Убедившись, что «хранитель вещей» С.С. Коткина существует и зовут ее Света, и место директора занимает не «областной комсорг» Родионов, а известный искусствовед Ирина Владимировна Лебедева, я помог музею уточнить все данные по моим картинам. Одна вещь – « Кирпичный дом» 1961 года (картонка небольшого размера) поступила из собрания Михаила Гробмана, а пять остальных, все «масло-холст», начала 70-х годов, приняты от неизвестного мне гражданина А.А. Курушина.

Кто же такой этот Курушин, размышлял я.
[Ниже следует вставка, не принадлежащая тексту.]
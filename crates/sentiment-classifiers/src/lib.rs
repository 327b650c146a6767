//! sentiment-classifiers: bag-of-words sentiment training for product reviews.
//!
//! This crate loads review tables, derives binary labels from ratings, splits
//! train/holdout data, and fits a count-vectorizer + multinomial naive Bayes
//! pipeline by cross-validated grid search. The vectorization stage can be
//! memoized on disk through an explicit `cache::VectorizerCache` handle.
//!
//! `workflow::run_workflow` chains the steps and returns train/test F1 scores.
pub mod cache;
pub mod config;
pub mod data_handling;
pub mod error;
pub mod io;
pub mod math;
pub mod model_selection;
pub mod models;
pub mod preprocessing;
pub mod stats;
pub mod workflow;

pub use error::{ErrorKind, PipelineError, Result};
Как и где он умудрился приобрести сразу пять моих картин и принести их в Третьяковку, а не продать иностранцам или сбыть по дешевке московским собирателям, повсюду искавшим мои вещи?

Я вспомнил, что в письме давней знакомой Татьяны Руцкой от 1995 года мельком упоминалась фамилия Курушина, присутствовавшего на похоронах ее сестры Ольги Серебряной, но без особых объяснений.

Мои розыски ни к чему не приводили, Курушин не открывался.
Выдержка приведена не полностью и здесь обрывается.